-- WHAT IS BEING ASKED --
For the entries below, state how many lines contain the string "manufacturer". Add nothing else.

-- Records from a data source --
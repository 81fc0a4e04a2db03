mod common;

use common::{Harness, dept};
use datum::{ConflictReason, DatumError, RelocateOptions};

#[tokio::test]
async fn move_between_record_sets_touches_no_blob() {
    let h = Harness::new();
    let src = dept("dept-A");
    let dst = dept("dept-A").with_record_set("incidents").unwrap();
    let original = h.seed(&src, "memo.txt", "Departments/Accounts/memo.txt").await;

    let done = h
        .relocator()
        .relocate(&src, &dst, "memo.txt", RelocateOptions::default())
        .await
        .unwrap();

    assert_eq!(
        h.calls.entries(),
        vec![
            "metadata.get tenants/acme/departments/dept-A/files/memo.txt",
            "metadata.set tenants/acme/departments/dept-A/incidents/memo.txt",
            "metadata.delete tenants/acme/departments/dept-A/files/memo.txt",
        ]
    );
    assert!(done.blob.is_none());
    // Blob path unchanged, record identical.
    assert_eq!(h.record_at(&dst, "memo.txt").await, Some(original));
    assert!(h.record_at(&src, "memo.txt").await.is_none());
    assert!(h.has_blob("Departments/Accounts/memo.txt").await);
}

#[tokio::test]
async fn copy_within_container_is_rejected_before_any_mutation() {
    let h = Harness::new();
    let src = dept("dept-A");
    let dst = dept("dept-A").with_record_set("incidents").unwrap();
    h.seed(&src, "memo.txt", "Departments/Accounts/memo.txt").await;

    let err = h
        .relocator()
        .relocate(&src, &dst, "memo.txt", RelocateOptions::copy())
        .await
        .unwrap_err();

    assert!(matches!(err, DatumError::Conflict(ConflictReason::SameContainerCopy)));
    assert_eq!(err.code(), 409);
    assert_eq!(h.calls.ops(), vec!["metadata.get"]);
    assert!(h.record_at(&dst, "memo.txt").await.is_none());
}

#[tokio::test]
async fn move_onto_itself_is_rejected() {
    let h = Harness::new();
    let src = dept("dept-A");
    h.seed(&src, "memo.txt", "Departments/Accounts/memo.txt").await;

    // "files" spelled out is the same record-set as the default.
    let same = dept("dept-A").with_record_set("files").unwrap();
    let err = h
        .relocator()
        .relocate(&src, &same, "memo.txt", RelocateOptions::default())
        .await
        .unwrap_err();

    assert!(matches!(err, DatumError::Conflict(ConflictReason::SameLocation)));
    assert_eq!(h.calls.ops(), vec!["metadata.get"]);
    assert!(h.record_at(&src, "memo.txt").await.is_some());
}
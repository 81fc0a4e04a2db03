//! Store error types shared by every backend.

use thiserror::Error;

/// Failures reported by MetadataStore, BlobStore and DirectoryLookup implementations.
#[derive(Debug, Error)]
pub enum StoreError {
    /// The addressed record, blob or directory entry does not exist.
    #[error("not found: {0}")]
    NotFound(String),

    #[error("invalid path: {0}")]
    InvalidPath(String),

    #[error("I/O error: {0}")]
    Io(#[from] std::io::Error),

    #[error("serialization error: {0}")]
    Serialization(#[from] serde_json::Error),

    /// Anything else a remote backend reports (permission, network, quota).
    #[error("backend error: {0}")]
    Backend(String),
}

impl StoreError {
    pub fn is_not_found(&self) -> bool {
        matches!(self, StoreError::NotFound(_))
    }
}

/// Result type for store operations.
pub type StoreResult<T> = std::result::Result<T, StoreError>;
--
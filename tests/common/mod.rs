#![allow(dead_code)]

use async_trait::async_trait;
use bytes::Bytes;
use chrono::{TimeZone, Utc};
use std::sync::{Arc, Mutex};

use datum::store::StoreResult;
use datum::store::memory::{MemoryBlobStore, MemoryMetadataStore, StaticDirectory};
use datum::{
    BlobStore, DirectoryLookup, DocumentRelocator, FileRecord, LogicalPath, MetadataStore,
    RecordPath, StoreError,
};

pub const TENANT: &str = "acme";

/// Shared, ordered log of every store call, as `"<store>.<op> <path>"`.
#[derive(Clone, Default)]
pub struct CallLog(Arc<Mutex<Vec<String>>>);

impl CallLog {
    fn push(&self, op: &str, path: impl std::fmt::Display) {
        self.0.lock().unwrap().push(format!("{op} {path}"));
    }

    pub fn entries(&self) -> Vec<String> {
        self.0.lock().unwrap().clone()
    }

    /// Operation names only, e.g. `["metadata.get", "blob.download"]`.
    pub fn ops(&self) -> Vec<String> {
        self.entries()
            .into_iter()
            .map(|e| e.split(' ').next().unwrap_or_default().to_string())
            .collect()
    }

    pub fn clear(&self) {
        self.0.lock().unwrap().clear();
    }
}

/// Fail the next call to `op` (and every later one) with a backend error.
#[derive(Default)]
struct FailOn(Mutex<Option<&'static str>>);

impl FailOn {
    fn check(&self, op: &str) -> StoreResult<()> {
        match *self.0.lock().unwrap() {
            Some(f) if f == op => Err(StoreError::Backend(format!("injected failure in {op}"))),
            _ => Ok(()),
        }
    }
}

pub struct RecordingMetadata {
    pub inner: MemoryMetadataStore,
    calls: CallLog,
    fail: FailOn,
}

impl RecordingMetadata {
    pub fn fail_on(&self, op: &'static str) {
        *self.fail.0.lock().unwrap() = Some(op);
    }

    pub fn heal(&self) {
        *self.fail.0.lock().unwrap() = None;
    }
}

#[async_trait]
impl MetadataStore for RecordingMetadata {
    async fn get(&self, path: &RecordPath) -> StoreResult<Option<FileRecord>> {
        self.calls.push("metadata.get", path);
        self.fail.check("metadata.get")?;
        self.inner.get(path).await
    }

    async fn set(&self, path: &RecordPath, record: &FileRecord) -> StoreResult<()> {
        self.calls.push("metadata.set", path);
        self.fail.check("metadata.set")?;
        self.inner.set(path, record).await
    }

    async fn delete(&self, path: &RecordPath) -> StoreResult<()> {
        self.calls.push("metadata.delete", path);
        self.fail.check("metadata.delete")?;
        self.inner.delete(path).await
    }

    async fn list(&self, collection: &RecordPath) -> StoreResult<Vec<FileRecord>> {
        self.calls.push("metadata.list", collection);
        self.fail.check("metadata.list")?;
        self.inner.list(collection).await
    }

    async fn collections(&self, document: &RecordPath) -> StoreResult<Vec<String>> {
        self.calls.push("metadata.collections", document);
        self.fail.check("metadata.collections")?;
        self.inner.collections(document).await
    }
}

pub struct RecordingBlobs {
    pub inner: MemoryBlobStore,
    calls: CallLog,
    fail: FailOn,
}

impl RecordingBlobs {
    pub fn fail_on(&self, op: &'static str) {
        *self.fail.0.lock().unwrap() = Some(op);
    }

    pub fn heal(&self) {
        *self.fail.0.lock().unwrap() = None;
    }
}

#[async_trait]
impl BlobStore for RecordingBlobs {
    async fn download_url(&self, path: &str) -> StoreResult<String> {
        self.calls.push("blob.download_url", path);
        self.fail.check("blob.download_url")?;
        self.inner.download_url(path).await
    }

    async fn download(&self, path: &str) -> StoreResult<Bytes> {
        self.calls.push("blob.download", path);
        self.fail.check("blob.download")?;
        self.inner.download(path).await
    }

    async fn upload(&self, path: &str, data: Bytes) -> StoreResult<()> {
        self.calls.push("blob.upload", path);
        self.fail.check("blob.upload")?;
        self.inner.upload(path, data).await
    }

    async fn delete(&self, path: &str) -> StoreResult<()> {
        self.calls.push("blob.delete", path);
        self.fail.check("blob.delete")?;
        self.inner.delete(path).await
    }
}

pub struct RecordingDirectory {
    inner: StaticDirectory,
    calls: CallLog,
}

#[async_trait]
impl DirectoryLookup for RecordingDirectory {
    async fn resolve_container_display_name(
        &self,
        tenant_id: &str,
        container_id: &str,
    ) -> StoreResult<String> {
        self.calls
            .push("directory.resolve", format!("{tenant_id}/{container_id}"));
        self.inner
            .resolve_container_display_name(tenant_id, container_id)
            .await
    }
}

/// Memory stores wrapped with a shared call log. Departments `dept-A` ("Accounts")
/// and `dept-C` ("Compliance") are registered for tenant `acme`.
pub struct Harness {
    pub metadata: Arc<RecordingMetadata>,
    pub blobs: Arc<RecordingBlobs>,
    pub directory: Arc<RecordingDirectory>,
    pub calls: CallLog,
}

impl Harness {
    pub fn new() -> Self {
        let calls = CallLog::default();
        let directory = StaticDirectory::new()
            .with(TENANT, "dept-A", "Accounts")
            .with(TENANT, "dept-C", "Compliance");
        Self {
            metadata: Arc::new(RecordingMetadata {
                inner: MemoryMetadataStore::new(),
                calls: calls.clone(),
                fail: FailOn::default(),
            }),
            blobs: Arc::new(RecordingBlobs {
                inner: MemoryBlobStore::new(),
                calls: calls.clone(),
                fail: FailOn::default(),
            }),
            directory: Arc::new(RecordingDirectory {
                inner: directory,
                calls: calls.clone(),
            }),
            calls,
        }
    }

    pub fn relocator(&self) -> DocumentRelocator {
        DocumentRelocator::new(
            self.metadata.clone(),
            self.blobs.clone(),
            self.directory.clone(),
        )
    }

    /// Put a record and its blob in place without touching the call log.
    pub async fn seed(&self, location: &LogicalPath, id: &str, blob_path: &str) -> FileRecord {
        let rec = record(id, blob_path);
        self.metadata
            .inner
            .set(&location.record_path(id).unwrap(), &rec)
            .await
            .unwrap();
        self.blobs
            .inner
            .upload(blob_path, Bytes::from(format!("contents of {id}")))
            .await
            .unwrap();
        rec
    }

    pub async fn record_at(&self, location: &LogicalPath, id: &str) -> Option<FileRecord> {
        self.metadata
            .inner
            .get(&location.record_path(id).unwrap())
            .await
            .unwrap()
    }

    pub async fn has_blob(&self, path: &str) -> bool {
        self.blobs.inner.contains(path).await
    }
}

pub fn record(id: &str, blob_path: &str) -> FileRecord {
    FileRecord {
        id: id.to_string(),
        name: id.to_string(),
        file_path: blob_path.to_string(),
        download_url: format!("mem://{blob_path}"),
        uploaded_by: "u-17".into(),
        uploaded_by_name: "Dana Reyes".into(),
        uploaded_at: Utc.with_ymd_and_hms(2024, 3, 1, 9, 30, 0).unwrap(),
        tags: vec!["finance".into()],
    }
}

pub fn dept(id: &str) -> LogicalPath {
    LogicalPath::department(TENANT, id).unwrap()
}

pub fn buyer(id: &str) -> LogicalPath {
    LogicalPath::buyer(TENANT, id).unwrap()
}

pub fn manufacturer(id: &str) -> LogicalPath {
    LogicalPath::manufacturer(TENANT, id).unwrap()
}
...
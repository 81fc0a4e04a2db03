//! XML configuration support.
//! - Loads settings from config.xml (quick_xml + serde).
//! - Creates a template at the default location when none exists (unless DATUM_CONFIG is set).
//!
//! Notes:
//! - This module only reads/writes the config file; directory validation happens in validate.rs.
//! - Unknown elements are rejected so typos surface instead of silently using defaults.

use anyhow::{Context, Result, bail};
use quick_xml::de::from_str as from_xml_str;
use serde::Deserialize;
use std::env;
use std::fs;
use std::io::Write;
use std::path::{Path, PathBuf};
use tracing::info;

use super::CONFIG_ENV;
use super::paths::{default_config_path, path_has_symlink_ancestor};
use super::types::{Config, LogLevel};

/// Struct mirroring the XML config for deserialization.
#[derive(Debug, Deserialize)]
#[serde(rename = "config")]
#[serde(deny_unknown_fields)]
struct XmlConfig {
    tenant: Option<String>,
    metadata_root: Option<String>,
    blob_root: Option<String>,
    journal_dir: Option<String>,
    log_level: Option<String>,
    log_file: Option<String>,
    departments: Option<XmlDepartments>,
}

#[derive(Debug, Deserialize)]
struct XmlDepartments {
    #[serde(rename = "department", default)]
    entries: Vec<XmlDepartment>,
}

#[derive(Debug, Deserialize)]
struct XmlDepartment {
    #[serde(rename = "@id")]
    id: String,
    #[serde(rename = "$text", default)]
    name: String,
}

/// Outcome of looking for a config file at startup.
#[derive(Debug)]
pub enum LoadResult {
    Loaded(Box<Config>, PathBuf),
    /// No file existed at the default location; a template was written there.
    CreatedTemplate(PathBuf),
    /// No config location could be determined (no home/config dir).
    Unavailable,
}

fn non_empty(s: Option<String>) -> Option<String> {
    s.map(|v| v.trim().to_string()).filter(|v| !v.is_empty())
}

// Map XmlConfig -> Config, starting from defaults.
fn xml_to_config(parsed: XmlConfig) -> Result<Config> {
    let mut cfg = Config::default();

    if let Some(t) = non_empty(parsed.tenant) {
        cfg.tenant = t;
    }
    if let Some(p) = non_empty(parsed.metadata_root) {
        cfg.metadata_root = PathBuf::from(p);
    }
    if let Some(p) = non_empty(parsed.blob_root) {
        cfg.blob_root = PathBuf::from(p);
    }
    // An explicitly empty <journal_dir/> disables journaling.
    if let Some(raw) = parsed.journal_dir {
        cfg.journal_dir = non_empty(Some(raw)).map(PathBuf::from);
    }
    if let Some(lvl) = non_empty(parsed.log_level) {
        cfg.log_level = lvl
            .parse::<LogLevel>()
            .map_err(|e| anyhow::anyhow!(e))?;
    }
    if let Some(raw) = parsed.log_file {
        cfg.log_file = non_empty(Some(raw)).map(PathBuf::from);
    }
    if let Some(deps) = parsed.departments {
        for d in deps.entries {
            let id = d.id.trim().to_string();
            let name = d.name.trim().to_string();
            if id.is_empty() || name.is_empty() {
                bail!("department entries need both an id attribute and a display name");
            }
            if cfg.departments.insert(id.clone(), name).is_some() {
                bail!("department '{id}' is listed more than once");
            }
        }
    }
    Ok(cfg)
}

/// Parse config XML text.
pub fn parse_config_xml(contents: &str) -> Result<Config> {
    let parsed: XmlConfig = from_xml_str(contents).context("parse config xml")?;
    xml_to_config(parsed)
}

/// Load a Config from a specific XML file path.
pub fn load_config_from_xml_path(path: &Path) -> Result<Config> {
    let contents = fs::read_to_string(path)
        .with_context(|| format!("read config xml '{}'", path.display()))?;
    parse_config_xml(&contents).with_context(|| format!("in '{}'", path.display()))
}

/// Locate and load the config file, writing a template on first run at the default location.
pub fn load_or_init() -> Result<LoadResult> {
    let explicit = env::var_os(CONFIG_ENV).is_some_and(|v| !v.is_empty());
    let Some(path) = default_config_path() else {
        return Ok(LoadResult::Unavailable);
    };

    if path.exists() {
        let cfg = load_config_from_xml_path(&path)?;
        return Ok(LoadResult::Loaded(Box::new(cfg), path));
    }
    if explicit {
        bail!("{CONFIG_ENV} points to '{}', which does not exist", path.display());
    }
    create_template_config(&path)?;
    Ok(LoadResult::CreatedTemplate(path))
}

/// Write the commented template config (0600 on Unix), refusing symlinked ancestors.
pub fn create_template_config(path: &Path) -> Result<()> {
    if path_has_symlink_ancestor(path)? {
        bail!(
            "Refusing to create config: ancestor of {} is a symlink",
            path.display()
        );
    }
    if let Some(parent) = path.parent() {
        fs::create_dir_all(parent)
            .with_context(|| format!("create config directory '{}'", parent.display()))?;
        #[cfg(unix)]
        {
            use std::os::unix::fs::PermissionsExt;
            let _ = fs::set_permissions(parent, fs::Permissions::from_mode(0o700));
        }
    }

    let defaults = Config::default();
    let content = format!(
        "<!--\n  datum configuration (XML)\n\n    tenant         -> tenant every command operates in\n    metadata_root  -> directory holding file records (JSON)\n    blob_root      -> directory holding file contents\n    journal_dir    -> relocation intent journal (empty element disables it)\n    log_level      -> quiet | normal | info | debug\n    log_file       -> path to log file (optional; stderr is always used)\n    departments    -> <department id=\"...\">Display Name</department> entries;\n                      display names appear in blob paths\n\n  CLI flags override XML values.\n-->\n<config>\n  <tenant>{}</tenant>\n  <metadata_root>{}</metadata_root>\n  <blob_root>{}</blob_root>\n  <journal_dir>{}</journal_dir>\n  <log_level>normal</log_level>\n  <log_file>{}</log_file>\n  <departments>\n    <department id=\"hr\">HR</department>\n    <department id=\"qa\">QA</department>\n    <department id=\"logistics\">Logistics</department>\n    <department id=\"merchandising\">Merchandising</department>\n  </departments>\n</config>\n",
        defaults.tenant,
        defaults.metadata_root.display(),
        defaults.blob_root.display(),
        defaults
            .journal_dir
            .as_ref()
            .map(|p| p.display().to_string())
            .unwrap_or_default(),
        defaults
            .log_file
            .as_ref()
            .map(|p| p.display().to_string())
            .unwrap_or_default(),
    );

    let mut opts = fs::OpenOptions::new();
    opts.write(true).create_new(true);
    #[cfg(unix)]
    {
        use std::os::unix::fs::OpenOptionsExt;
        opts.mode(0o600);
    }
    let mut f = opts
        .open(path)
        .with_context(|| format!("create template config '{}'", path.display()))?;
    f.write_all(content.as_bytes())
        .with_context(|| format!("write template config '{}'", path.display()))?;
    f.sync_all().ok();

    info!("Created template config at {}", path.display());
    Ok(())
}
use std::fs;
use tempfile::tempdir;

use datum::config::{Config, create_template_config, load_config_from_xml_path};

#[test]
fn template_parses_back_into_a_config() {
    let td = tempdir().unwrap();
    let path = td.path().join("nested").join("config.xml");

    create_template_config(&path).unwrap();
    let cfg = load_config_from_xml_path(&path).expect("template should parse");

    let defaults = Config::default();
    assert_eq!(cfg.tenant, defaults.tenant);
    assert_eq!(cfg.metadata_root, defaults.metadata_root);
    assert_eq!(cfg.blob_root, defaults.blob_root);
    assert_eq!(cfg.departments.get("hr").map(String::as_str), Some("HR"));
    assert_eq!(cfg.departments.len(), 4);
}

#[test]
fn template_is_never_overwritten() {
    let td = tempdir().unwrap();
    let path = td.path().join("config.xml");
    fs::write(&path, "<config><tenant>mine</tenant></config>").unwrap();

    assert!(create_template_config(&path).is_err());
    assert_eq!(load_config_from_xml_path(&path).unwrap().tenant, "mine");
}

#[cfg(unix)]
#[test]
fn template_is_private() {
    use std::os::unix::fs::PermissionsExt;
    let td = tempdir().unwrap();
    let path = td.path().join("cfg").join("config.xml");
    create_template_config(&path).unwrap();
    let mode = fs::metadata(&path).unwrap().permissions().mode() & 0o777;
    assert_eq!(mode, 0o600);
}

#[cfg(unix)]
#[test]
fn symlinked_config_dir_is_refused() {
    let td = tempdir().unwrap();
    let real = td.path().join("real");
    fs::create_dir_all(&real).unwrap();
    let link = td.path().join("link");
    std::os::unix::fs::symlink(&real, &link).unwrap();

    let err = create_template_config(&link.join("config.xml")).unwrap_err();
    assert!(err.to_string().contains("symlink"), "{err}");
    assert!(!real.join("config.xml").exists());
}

-- RESPONSE FOR THIS EXERCISE --
2